Lists are a popular medium now for communicating information, so I have composed this comprehensive list of all one thing every worship leader must learn.
Not that there aren’t other helpful practical, or theological bits of information we could stand to learn, but this is the one lessonthat will influence how we respond to every other lesson, and which will inform every decision we will make in worship ministry for the rest of our mortal lives. Every worship leader will learn this lesson, either the easy way (like from reading and heeding this article) or the hard way (like how I learned in the following story), because God wants us to, and because His people need us to.
It began just like any other Sunday morning in Escondido, CA. I was running a few minutes late, sure, but other than that all was well with the world. Pre-service rehearsal went off without a hitch. The service began with joyful song and smiling faces - all of them, every blessed one, looking… right at me! They were, I promise. It was unnerving.
As we neared the halfway point of the last song in the set I finally decided to try and adjust the height of my microphone, between strums. It had been set just about a half inch too high and I had spent the majority of the set thus far almost on my tippy toes, like some tippy-toe-standing weirdo. So I reached up and gently pulled it downward, equal with my presently singing lips.
It worked! I had pulled off the much-attempted, often-failed mid-strum-mic-adjustment, and boy was I proud of my bad self, but as I released my grip on the microphone to continue strumming, my finger grazed the mic, sending it swinging out toward the congregation.
Horror! If it’s pointed toward them, and not me, then they will hear them and not me! And it just looked unprofessional, right? So, I quickly recovered the prodigal microphone and restored it to its rightful place in front of my face.
Back to strum... and -- there it goes again. It was as if someone in the front row was packing a powerful magnet for the express purpose of humiliating poor me, so that every time I pulled it back in it would magically swing back out, making me look like a fool, or something even more foolish than a fool.
I had that feeling you get when, as you try to open the passenger door on a friend’s car they pull forward just a few feet, and then do the same thing over and over until you just want to jump in front of the car because your sense of self-worth is sitting in that car, just out of reach, pointing and laughing at you along with your jerk-face of a friend.

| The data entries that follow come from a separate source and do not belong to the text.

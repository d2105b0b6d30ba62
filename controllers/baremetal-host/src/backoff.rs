//! # Exponential Backoff
//!
//! Retry delay for hosts whose last operation failed.
//!
//! The delay roughly doubles with each consecutive failure, starting around
//! one minute. Up to half of it is removed at random so that many hosts
//! failing together do not retry in lockstep. The exponent is capped, which
//! puts the ceiling at a little over eight hours.

use rand::Rng;
use std::time::Duration;

/// Highest exponent used by [`calculate_backoff`]
pub const MAX_BACKOFF_COUNT: u32 = 9;

/// Backoff for the `error_count`-th consecutive failure.
///
/// Returns a duration in `[2^n * 0.5, 2^n]` minutes with
/// `n = min(error_count, MAX_BACKOFF_COUNT)`. The random source is passed in
/// so tests can use a seeded generator.
pub fn calculate_backoff<R: Rng>(error_count: u32, rng: &mut R) -> Duration {
    let count = error_count.min(MAX_BACKOFF_COUNT);
    let base = f64::from(1u32 << count);
    let jitter = rng.gen_range(0.0..1.0) * base * 0.5;
    Duration::from_secs_f64((base - jitter) * 60.0)
}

After the third time retrieving my wandering microphone it finally stayed in place. Relief flooded through my senses as I attempted to rejoin the band. This is where the real lesson begins, folks. Instead of making glorious, beautiful contact with those patiently-waiting guitar strings my pick, succumbing to peer pressure from the microphone no doubt, rebelled. It left my hand like a ninja star (or “shuriken”) from the skilled hand of a trained ninja, sailing effortlessly past the microphone stand, past the monitor, and behind the shrub.
As every seasoned worship leader knows, if you drop the pick just continue without it, right?
Well, being a worship leader of no less than five years at the time, that is exactly what I did. Except I didn’t. Instead of just finishing the song – the song which was soon to be ending – by strumming with my fingers and letting the other three instruments carry it, I instinctively dove beneath the microphone, around the monitor, and under the shrub, recovering the wayward pick like it was the Pearl of Great Price.
I got back to my place, pick in hand, just in time to hear the rest of the worship team finish out the song.
This was a Presbyterian church, people. The pastoral team sits on the chancel behind the worship team, so the pastors had all gotten a front seat view of this whole fiasco, from behind!
I sat in the pew, ignoring everything the pastor said for the rest of the service, shame coursing through my being like some thingthat courses through some other thing. I felt absolutely worthless. What a dumb, rookie move.
I shouldn’t have done that.
I should have done this instead.
I this. I that.
And then it hit me - He hit me. I’m not going to say it was an audible voice, but the message I got was this:
“You are worthless, but it’s not about you. It’s about Me, and I give worth to the worthless.”
It is not about you, worship leader. It is about Him.
Any worth you may have, any value, any talent, any gifting, any notorietyor fame, is only because the One who is Worth, who possesses infinite value, has seen fit to gift it to you. So, when you fail – and you will – when you mess up in front of tens, hundreds, or thousands of people, realize this one truth, you may feel worthless, but it’s not about you anyway.
It is all about Him, and He gives worth to the worthless.